Un tas de bottes envahissent le paillasson. Comme à l’accoutumée inutile de frapper, il suffit d’entrer. À la cuisine, derrière le fourneau à bois, je rencontre Lucienne Vouillot, 79 ans qui a passé sa vie «à tenir ce commerce» comme elle le dit si bien, mais surtout à recevoir les gens…
Arrivée un matin à l’improviste, j’ai tendu le micro de Villages FM!
Lulu : Avant de commencer, asseyez-vous, vous allez bien prendre un café !
Villages FM: Lulu, racontez-nous votre histoire ?
Lulu : Je suis née en 1934 dans la maison d’en face. Nous étions paysans, mon papa est mort, je n’avais pas douze ans. Ma maman a repris la ferme avec mes frères et soeurs. J’étais la dernière de six alors j’ai été bien gâtée par tous. J’me suis mariée en 1958 et j’ai emménagé ici avec ma belle-mère qui tenait ce café, on vivait tous ensemble ! Je me suis mise à cuisiner, j’aimais pas trop au début, je n’étais pas habituée faut dire, puis au fil des années je m’y suis faite.
Oh, voilà l’boucher, faut qu’j’aille (… )
Voilà mes commissions sont faites pour la s’maine… qu’est ce qu’on disait ?
Villages FM: Comment se passe votre quotidien?
Lulu : Aujourd’hui c’est un peu différent mais avant je me levais et j’allais traire avec mon mari, après je nettoyais les bidons à lait, les bouilles. J’ soignais les poules, les lapins et je rentrais pour le petit déjeuner. Après je préparais le repas du midi, on mangeait et je f’sais la vaisselle. L’après-midi, il y avait toujours à faire : le jardin, le linge, raccommoder. À 17h, on r’prenait le café et après on partait à l’écurie et enfin faire le souper du soir… Pis quand y avait du monde au restaurant ben je préparais les repas.
Villages FM: Vous avez toujours des idées pour cuisiner ?
Lulu : Il faut bien… Bon j’fais toujours une soupe, exceptionnellement pas ces jours-ci, vu qu’il fait chaud, j’la remplace par des oeufs durs, des tomates et des fois des carottes rappées. Aujourd’hui j’ai fait un gratin de courgettes mais j’aime pas trop ça, on n’a jamais été habitué, dans le temps on n’en avait pas. J’aime mieux un gratin de pommes de terre ou de pâtes. (…)
Villages FM: Quelle est votre spécialité ?

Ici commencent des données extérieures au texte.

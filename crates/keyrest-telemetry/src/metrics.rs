//! Prometheus metrics.
//!
//! The recording functions go through the `metrics` facade, so they do nothing
//! until [`init_metrics`] installs the Prometheus recorder.

use std::net::SocketAddr;
use std::sync::OnceLock;
use std::time::Duration;

use metrics::{counter, describe_counter, describe_gauge, describe_histogram, gauge, histogram, Unit};
use metrics_exporter_prometheus::{PrometheusBuilder, PrometheusHandle};

use crate::error::TelemetryError;
use crate::TelemetryResult;

/// Counter of finished requests, labelled `operation` and `status`.
pub const REQUESTS_TOTAL: &str = "keyrest_requests_total";
/// Latency histogram, labelled `operation`.
pub const REQUEST_DURATION_SECONDS: &str = "keyrest_request_duration_seconds";
/// Counter of requests rejected before dispatch, labelled `kind`.
pub const DECODE_FAILURES_TOTAL: &str = "keyrest_decode_failures_total";
/// Gauge of requests being handled right now.
pub const IN_FLIGHT_REQUESTS: &str = "keyrest_in_flight_requests";

static HANDLE: OnceLock<PrometheusHandle> = OnceLock::new();

/// Metrics settings.
#[derive(Debug, Clone, PartialEq, Eq)]
pub struct MetricsConfig {
    /// Install the recorder and serve the scrape endpoint.
    pub enabled: bool,
    /// Scrape endpoint address.
    pub addr: String,
}

impl Default for MetricsConfig {
    fn default() -> Self {
        Self {
            enabled: true,
            addr: "0.0.0.0:9090".to_string(),
        }
    }
}

/// Installs the global Prometheus recorder and spawns its scrape listener.
///
/// Must run inside a tokio runtime. Does nothing when metrics are disabled.
///
/// # Errors
///
/// [`TelemetryError::MetricsAddress`] for an unparsable address,
/// [`TelemetryError::Exporter`] if the exporter cannot be built and
/// [`TelemetryError::AlreadyInstalled`] if another recorder is set.
pub fn init_metrics(config: &MetricsConfig) -> TelemetryResult<()> {
    if !config.enabled {
        return Ok(());
    }

    let addr: SocketAddr =
        config
            .addr
            .parse()
            .map_err(|source| TelemetryError::MetricsAddress {
                addr: config.addr.clone(),
                source,
            })?;

    let (recorder, exporter) = PrometheusBuilder::new()
        .with_http_listener(addr)
        .build()
        .map_err(|e| TelemetryError::Exporter(e.to_string()))?;
    let handle = recorder.handle();
    metrics::set_global_recorder(recorder).map_err(|e| TelemetryError::AlreadyInstalled {
        subsystem: "metrics",
        reason: e.to_string(),
    })?;
    let _ = HANDLE.set(handle);

    tokio::spawn(async move {
        if let Err(e) = exporter.await {
            tracing::error!(error = ?e, "metrics listener stopped");
        }
    });

    describe();
    tracing::info!(%addr, "serving Prometheus metrics");
    Ok(())
}

/// Current metrics in Prometheus text format, `None` before [`init_metrics`].
#[must_use]
pub fn render_metrics() -> Option<String> {
    HANDLE.get().map(PrometheusHandle::render)
}

fn describe() {
    describe_counter!(REQUESTS_TOTAL, "Requests answered, by operation and status");
    describe_histogram!(
        REQUEST_DURATION_SECONDS,
        Unit::Seconds,
        "Time from request receipt to response"
    );
    describe_counter!(DECODE_FAILURES_TOTAL, "Requests rejected while decoding");
    describe_gauge!(IN_FLIGHT_REQUESTS, "Requests currently being handled");
}

/// Records a finished request.
pub fn record_request(operation: &'static str, status: u16, elapsed: Duration) {
    counter!(REQUESTS_TOTAL, "operation" => operation, "status" => status.to_string())
        .increment(1);
    histogram!(REQUEST_DURATION_SECONDS, "operation" => operation).record(elapsed.as_secs_f64());
}

/// Records a request rejected during decoding.
pub fn record_decode_failure(kind: &'static str) {
    counter!(DECODE_FAILURES_TOTAL, "kind" => kind).increment(1);
}

/// Holds one unit of the in-flight gauge until dropped.
#[derive(Debug)]
#[must_use = "the request stops counting as in flight when the guard drops"]
pub struct InFlight(());

impl InFlight {
    /// Counts a request as in flight.
    pub fn enter() -> Self {
        gauge!(IN_FLIGHT_REQUESTS).increment(1.0);
        Self(())
    }
}

impl Drop for InFlight {
    fn drop(&mut self) {
        gauge!(IN_FLIGHT_REQUESTS).decrement(1.0);
    }
}
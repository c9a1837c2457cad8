//! # keyrest codec
//!
//! Turns a raw HTTP request into a typed key-directory record.
//!
//! Decoding runs in a fixed order:
//!
//! | Step | Source | Component |
//! |------|--------|-----------|
//! | 1 | URL path | [`extract`] binds identifiers by segment index |
//! | 2 | Body | [`TimestampRewriter`] turns RFC 3339 literals into `{seconds, nanos}` |
//! | 3 | Body | `serde_json` fills the remaining fields |
//! | 4 | Query string | [`Decodable::bind_query`] for records that accept query parameters |
//!
//! ## Example
//!
//! ```rust
//! use keyrest_codec::{decode, PathBindings, RawRequest};
//! use keyrest_core::messages::CreateKeyRequest;
//! use keyrest_core::Timestamp;
//! use http::Method;
//!
//! let request = RawRequest::new(
//!     Method::POST,
//!     "/v1/users/alice@example.com/keys",
//!     None,
//!     r#"{"signed_key": {"key": {"creation_time": "2015-05-18T23:58:36.000Z"}}}"#,
//! );
//!
//! let record: CreateKeyRequest = decode(&request, &PathBindings::user(2)).unwrap();
//! assert_eq!(record.user_id, "alice@example.com");
//!
//! let created = record.signed_key.and_then(|s| s.key).and_then(|k| k.creation_time);
//! assert_eq!(created, Some(Timestamp::new(1_431_993_516, 0)));
//! ```

#![doc(html_root_url = "https://docs.rs/keyrest-codec/0.1.0")]
#![warn(missing_docs)]
#![forbid(unsafe_code)]

mod decode;
mod error;
mod path;
mod records;
mod rewrite;

pub use decode::{decode, Decodable, PathBindings, PathField, RawRequest};
pub use error::{DecodeError, DecodeErrorKind, PathError, TimestampFormatError};
pub use path::{extract, extract_decoded, path_segments};
pub use rewrite::{rewrite_all, TimestampRewriter, CREATION_TIME};
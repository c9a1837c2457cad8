//! Typed configuration for keyrest servers.
//!
//! Configuration is layered: built-in defaults, then an optional TOML or
//! JSON file, then environment variables.
//!
//! # Example
//!
//! ```toml
//! [server]
//! http_addr = "0.0.0.0:8080"
//! shutdown_timeout_secs = 30
//! max_body_bytes = 1048576
//!
//! [logging]
//! level = "info"
//! format = "json"
//!
//! [metrics]
//! enabled = true
//! addr = "0.0.0.0:9090"
//!
//! [errors]
//! path_binding = 400
//! timestamp_format = 400
//! body_decode = 400
//! query_decode = 400
//! body_read = 400
//! payload_too_large = 413
//! ```
//!
//! Unknown fields are rejected so typos surface at startup.

#![warn(missing_docs)]
#![forbid(unsafe_code)]

mod config;
mod error;
mod loader;
mod schema;

pub use config::KeyrestConfig;
pub use error::ConfigError;
pub use loader::{ConfigLoader, DEFAULT_ENV_PREFIX};
pub use schema::{ErrorStatusConfig, LogFormat, LoggingConfig, MetricsConfig, ServerConfig};
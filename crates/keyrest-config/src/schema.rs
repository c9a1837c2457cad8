//! Configuration file sections.
//!
//! Every section is `#[serde(default)]`, so a file only names what it changes
//! and unknown keys are rejected.

use serde::{Deserialize, Serialize};

pub use keyrest_telemetry::LogFormat;

/// `[server]`: the HTTP listener.
///
/// ```
/// use keyrest_config::ServerConfig;
///
/// let config = ServerConfig {
///     http_addr: "127.0.0.1:8080".to_string(),
///     ..Default::default()
/// };
/// assert_eq!(config.max_body_bytes, 1024 * 1024);
/// ```
#[derive(Debug, Clone, Serialize, Deserialize, PartialEq, Eq)]
#[serde(default, deny_unknown_fields)]
pub struct ServerConfig {
    /// Listen address, `host:port`.
    pub http_addr: String,
    /// Seconds to wait for open connections after a shutdown signal.
    pub shutdown_timeout_secs: u64,
    /// Largest accepted request body.
    pub max_body_bytes: usize,
}

impl Default for ServerConfig {
    fn default() -> Self {
        Self {
            http_addr: "0.0.0.0:8080".to_string(),
            shutdown_timeout_secs: 30,
            max_body_bytes: 1 << 20,
        }
    }
}

/// `[logging]`.
#[derive(Debug, Clone, Serialize, Deserialize, PartialEq, Eq)]
#[serde(default, deny_unknown_fields)]
pub struct LoggingConfig {
    /// `tracing` filter directive, e.g. `info` or `keyrest_server=debug`.
    pub level: String,
    /// Line rendering.
    pub format: LogFormat,
}

impl Default for LoggingConfig {
    fn default() -> Self {
        Self {
            level: "info".to_string(),
            format: LogFormat::Json,
        }
    }
}

/// `[metrics]`: the Prometheus scrape endpoint.
#[derive(Debug, Clone, Serialize, Deserialize, PartialEq, Eq)]
#[serde(default, deny_unknown_fields)]
pub struct MetricsConfig {
    /// Install the recorder.
    pub enabled: bool,
    /// Scrape endpoint, `host:port`.
    pub addr: String,
}

impl Default for MetricsConfig {
    fn default() -> Self {
        Self {
            enabled: true,
            addr: "0.0.0.0:9090".to_string(),
        }
    }
}

/// `[errors]`: statuses for requests rejected before a handler runs.
///
/// Handler errors are answered with their category's status instead.
#[derive(Debug, Clone, Copy, Serialize, Deserialize, PartialEq, Eq)]
#[serde(default, deny_unknown_fields)]
pub struct ErrorStatusConfig {
    /// Identifier missing from the path.
    pub path_binding: u16,
    /// Malformed timestamp literal.
    pub timestamp_format: u16,
    /// Body is not JSON for the record.
    pub body_decode: u16,
    /// Malformed query string.
    pub query_decode: u16,
    /// Body could not be read off the connection.
    pub body_read: u16,
    /// Body larger than `server.max_body_bytes`.
    pub payload_too_large: u16,
}

impl Default for ErrorStatusConfig {
    fn default() -> Self {
        Self {
            path_binding: 400,
            timestamp_format: 400,
            body_decode: 400,
            query_decode: 400,
            body_read: 400,
            payload_too_large: 413,
        }
    }
}

impl ErrorStatusConfig {
    /// Setting names paired with their values.
    pub(crate) fn entries(&self) -> [(&'static str, u16); 6] {
        [
            ("errors.path_binding", self.path_binding),
            ("errors.timestamp_format", self.timestamp_format),
            ("errors.body_decode", self.body_decode),
            ("errors.query_decode", self.query_decode),
            ("errors.body_read", self.body_read),
            ("errors.payload_too_large", self.payload_too_large),
        ]
    }
}

#[cfg(test)]
mod tests {
    use super::*;

    #[test]
    fn test_server_defaults() {
        let config = ServerConfig::default();
        assert_eq!(config.http_addr, "0.0.0.0:8080");
        assert_eq!(config.shutdown_timeout_secs, 30);
        assert_eq!(config.max_body_bytes, 1_048_576);
    }

    #[test]
    fn test_error_status_defaults() {
        let config = ErrorStatusConfig::default();
        assert_eq!(config.path_binding, 400);
        assert_eq!(config.timestamp_format, 400);
        assert_eq!(config.body_read, 400);
        assert_eq!(config.payload_too_large, 413);
    }

    #[test]
    fn test_partial_section_uses_defaults() {
        let config: ServerConfig = toml::from_str("http_addr = \"127.0.0.1:3000\"").unwrap();
        assert_eq!(config.http_addr, "127.0.0.1:3000");
        assert_eq!(config.shutdown_timeout_secs, 30);
    }

    #[test]
    fn test_unknown_field_rejected() {
        let result: Result<MetricsConfig, _> = toml::from_str("enabled = true\nport = 1");
        assert!(result.is_err());
    }

    #[test]
    fn test_log_format_in_toml() {
        let config: LoggingConfig = toml::from_str("format = \"pretty\"").unwrap();
        assert_eq!(config.format, LogFormat::Pretty);
        assert_eq!(config.level, "info");
    }
}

Lulu : Point, je n’en ai point. Je fais de la cuisine de tous les jours ! Je fais des gamelles de patates à la casserole. Si faut faire un civet de lapin, une croûte aux morilles ou une tête de veau, jv’eux bien le faire. Je fais du courant, je n’ai pas de spécialité mais j’aime bien la soupe parce que je trouve qu’il en faut ! Alors j’en fais tous les jours. Pis j’vais vous dire, la soupe, il suffit d’mettre de la crème dedans pis c’est forcément bon!
Enfin donc, je fais toujours pareil : une entrée, une viande, des légumes, du fromage et le dessert qui ne change jamais fruits ou glace au choix et le café. Mais vous savez aujourd’hui c’est plus comme dans l’temps, j’ fais plus que quelques couverts pour les ouvriers et les habitués, c’est tout.
Le restaurant de Longeville a traversé le siècle en recevant toujours du monde, aujourd’hui encore enfants, petits-enfants, commerçants de passage, fidèles habitués tous on plaisir à s’asseoir autour de cette même table familiale et partager les bons plats cuisinés de «La Lulu» qui respirent le terroir franc-comtois.
L’évolution actuelle de notre société fait disparaître petit à petit cette vie d’antan, ce quotidien en milieu rural, qui a marqué les générations. Même si le travail difficile de toute une vie a marqué ce personnage plein d’humilité, «La Lulu» est aujourd’hui encore derrière ses fourneaux, la démarche assurée remplie d’énergie et rien ne change, elle aime toujours recevoir «son monde» et discuter avec les gens…
… La porte s’ouvre à nouveau, je laisse ma place au suivant. Un regard, un sourire, tout est dit, «La Lulu» m’adresse un «Vous r’passerez, hein, en attendant merci !» en guise d’au revoir.